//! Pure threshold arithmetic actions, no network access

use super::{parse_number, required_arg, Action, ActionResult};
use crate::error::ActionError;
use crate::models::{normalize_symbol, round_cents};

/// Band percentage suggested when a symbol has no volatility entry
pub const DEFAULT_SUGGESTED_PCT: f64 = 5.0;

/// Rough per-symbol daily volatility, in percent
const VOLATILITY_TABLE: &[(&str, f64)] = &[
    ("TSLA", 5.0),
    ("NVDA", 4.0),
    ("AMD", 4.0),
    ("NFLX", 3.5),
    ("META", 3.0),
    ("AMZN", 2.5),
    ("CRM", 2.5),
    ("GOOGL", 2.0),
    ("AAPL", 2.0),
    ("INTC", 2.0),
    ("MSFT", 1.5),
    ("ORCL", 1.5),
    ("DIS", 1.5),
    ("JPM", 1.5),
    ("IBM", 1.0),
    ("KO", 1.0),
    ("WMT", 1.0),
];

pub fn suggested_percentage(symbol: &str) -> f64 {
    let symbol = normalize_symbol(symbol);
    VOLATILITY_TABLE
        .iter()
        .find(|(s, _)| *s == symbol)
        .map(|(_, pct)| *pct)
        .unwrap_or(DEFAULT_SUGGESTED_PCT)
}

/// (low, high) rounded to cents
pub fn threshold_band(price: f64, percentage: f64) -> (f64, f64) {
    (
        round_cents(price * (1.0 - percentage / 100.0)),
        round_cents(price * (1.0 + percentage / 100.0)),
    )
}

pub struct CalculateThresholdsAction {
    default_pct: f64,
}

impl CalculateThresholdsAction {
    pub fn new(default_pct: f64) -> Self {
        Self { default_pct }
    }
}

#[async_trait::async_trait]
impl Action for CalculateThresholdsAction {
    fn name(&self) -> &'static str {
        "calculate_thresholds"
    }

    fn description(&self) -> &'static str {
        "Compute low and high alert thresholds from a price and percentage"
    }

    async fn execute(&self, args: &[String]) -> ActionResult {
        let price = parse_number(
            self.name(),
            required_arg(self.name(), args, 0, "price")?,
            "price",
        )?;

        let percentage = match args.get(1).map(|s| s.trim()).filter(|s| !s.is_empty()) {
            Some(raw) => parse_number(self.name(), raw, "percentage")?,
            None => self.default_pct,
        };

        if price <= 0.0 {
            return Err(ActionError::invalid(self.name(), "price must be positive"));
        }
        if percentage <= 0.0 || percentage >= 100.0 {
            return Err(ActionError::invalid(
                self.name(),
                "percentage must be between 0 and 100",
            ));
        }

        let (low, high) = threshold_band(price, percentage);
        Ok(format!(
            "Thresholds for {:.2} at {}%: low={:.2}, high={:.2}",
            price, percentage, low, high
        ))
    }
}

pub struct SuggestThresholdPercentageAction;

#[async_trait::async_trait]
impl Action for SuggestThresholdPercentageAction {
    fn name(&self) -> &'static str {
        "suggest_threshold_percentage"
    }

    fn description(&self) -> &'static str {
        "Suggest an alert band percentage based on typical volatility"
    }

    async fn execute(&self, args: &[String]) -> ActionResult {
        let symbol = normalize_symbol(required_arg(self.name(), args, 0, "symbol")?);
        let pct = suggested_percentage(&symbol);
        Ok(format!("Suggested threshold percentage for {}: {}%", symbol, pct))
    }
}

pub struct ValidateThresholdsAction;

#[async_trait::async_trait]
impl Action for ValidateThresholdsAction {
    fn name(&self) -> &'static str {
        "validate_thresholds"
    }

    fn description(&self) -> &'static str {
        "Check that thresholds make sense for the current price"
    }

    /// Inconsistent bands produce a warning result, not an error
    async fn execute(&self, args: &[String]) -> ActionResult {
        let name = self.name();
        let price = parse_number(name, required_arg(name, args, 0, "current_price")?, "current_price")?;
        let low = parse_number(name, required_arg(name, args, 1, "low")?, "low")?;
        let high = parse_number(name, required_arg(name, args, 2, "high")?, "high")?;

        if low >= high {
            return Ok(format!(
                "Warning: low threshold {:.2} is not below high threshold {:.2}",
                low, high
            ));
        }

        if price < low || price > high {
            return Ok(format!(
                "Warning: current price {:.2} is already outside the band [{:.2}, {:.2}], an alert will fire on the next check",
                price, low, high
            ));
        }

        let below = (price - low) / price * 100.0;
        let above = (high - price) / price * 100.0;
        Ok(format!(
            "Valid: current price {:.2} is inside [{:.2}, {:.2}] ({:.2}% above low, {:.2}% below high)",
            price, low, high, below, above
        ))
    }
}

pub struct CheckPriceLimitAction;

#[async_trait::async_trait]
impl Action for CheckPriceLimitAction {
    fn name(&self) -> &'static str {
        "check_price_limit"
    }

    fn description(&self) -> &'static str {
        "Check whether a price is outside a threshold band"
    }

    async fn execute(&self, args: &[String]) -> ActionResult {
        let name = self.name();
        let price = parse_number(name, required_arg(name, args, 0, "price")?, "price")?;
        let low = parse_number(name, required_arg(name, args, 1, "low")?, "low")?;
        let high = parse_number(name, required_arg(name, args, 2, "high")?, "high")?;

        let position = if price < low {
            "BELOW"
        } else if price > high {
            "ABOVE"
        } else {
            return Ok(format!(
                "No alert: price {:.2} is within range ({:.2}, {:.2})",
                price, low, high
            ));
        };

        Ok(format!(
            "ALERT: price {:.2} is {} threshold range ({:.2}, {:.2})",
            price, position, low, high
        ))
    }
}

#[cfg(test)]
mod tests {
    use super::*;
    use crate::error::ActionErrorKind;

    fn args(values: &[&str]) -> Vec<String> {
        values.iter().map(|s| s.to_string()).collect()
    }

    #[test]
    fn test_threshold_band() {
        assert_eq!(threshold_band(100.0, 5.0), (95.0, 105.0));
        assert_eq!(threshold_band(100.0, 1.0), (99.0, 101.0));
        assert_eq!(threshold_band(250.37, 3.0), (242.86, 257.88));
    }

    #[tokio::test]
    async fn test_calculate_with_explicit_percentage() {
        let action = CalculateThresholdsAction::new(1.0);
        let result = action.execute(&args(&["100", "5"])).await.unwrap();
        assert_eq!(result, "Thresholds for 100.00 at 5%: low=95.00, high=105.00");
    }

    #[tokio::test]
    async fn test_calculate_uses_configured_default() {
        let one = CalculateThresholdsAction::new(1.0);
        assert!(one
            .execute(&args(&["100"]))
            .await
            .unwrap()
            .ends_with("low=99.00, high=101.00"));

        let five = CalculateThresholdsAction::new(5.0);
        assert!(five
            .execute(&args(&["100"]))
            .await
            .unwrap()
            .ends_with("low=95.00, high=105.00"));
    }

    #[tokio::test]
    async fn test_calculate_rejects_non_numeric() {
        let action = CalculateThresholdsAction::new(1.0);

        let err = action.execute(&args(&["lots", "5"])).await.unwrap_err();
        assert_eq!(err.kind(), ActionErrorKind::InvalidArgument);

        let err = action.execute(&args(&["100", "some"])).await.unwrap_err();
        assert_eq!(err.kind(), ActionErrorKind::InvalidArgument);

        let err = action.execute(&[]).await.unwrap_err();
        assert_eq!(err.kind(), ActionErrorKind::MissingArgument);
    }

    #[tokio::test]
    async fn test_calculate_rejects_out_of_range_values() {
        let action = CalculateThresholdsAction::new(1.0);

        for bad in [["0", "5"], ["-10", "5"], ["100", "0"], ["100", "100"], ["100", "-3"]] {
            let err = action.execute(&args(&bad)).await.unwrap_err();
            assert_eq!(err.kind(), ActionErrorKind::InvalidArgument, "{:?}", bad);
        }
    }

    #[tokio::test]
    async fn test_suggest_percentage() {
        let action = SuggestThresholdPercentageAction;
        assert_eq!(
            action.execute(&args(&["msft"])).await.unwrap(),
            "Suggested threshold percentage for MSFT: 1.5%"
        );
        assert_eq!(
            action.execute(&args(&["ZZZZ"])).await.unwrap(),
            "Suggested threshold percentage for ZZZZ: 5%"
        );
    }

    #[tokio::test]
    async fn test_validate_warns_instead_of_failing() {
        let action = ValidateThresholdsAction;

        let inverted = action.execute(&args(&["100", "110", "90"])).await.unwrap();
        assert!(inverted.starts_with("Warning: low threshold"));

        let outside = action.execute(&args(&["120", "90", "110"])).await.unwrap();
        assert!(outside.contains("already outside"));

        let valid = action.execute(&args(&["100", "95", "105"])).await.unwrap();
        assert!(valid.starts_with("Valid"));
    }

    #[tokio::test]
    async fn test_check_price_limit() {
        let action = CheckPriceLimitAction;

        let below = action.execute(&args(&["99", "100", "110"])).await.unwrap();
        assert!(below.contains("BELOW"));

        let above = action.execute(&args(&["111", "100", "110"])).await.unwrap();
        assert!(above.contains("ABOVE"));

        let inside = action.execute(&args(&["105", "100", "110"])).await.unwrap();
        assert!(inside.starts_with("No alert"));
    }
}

--

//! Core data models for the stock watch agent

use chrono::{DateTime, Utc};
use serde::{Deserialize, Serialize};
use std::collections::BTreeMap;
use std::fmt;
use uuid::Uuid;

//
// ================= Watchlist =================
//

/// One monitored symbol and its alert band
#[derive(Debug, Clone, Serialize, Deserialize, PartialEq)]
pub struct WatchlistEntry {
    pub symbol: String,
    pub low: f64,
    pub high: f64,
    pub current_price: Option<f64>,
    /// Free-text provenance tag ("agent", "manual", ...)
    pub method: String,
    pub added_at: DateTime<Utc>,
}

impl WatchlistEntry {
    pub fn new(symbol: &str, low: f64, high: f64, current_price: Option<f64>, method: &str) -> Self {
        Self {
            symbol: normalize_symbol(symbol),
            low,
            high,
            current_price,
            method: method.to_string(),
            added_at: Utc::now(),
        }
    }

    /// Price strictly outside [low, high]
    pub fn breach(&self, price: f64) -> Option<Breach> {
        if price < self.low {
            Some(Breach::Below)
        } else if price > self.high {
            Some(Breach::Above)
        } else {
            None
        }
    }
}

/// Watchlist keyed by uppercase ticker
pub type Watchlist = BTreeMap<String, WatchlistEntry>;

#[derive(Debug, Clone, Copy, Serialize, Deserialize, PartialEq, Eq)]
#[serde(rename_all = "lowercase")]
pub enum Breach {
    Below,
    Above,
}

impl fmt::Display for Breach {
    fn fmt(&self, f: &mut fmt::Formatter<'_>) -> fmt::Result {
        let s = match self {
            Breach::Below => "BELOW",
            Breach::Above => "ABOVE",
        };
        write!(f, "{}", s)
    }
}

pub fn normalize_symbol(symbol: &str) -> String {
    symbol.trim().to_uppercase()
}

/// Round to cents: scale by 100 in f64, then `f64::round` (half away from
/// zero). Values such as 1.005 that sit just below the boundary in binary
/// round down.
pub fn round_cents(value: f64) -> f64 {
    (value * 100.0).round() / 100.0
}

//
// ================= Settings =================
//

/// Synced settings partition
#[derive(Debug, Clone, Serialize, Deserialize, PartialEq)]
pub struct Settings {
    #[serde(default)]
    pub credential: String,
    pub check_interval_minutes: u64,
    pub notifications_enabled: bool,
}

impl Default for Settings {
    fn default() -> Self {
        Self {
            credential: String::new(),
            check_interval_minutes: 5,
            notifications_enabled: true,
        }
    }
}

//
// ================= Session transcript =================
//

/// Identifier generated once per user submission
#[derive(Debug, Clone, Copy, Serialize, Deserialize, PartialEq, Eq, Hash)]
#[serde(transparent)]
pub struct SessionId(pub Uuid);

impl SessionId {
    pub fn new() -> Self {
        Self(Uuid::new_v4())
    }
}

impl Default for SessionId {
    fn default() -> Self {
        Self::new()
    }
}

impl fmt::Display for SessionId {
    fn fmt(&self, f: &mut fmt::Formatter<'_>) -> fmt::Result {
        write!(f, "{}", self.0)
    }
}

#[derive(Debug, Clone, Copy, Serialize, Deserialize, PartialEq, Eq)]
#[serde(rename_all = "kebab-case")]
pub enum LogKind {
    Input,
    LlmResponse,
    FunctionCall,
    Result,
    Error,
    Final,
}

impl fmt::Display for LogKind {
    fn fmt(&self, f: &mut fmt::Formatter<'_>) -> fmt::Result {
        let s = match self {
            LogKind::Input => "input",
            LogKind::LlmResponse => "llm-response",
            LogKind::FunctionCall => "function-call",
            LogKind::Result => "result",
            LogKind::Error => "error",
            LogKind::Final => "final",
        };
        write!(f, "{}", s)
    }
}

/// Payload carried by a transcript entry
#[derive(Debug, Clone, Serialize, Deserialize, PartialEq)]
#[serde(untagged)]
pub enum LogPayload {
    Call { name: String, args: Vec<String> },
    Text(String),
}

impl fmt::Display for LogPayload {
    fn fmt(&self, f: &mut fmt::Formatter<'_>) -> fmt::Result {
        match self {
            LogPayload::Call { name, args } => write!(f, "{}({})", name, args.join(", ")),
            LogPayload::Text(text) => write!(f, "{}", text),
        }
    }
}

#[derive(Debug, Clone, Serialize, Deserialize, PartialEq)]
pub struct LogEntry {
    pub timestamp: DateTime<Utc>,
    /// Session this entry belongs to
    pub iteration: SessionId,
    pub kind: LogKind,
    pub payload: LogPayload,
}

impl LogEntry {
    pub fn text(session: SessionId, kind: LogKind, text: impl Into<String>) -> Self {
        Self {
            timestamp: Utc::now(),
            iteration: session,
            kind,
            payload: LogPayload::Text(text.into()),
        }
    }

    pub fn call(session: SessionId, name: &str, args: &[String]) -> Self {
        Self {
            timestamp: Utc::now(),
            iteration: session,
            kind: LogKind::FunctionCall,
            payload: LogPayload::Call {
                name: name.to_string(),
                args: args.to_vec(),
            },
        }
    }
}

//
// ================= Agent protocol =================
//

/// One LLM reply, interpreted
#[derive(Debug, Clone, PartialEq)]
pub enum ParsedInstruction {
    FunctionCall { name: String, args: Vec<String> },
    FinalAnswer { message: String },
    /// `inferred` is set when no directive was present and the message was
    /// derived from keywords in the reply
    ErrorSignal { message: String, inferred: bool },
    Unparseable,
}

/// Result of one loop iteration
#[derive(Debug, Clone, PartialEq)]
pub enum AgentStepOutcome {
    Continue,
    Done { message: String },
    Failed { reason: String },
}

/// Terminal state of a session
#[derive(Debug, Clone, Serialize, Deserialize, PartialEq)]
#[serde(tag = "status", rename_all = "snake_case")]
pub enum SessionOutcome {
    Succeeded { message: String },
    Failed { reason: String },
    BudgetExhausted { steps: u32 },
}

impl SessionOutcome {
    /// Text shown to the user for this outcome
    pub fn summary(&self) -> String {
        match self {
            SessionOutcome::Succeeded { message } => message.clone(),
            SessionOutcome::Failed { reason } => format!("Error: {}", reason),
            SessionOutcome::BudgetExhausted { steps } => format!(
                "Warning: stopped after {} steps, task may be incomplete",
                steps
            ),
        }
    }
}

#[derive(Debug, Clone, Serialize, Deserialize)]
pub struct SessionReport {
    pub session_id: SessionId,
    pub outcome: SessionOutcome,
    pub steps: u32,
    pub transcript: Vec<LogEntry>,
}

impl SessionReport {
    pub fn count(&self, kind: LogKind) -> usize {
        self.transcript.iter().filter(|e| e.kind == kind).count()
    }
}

= Task requirements =
Only the lines above from the one with "no network access" up to and including the one with "let percentage = match" should be repeated, exactly as written.

= Result =
//! Pure threshold arithmetic actions, no network access

use super::{parse_number, required_arg, Action, ActionResult};
use crate::error::ActionError;
use crate::models::{normalize_symbol, round_cents};

/// Band percentage suggested when a symbol has no volatility entry
pub const DEFAULT_SUGGESTED_PCT: f64 = 5.0;

/// Rough per-symbol daily volatility, in percent
const VOLATILITY_TABLE: &[(&str, f64)] = &[
    ("TSLA", 5.0),
    ("NVDA", 4.0),
    ("AMD", 4.0),
    ("NFLX", 3.5),
    ("META", 3.0),
    ("AMZN", 2.5),
    ("CRM", 2.5),
    ("GOOGL", 2.0),
    ("AAPL", 2.0),
    ("INTC", 2.0),
    ("MSFT", 1.5),
    ("ORCL", 1.5),
    ("DIS", 1.5),
    ("JPM", 1.5),
    ("IBM", 1.0),
    ("KO", 1.0),
    ("WMT", 1.0),
];

pub fn suggested_percentage(symbol: &str) -> f64 {
    let symbol = normalize_symbol(symbol);
    VOLATILITY_TABLE
        .iter()
        .find(|(s, _)| *s == symbol)
        .map(|(_, pct)| *pct)
        .unwrap_or(DEFAULT_SUGGESTED_PCT)
}

/// (low, high) rounded to cents
pub fn threshold_band(price: f64, percentage: f64) -> (f64, f64) {
    (
        round_cents(price * (1.0 - percentage / 100.0)),
        round_cents(price * (1.0 + percentage / 100.0)),
    )
}

pub struct CalculateThresholdsAction {
    default_pct: f64,
}

impl CalculateThresholdsAction {
    pub fn new(default_pct: f64) -> Self {
        Self { default_pct }
    }
}

#[async_trait::async_trait]
impl Action for CalculateThresholdsAction {
    fn name(&self) -> &'static str {
        "calculate_thresholds"
    }

    fn description(&self) -> &'static str {
        "Compute low and high alert thresholds from a price and percentage"
    }

    async fn execute(&self, args: &[String]) -> ActionResult {
        let price = parse_number(
            self.name(),
            required_arg(self.name(), args, 0, "price")?,
            "price",
        )?;

        let percentage = match args.get(1).map(|s| s.trim()).filter(|s| !s.is_empty()) {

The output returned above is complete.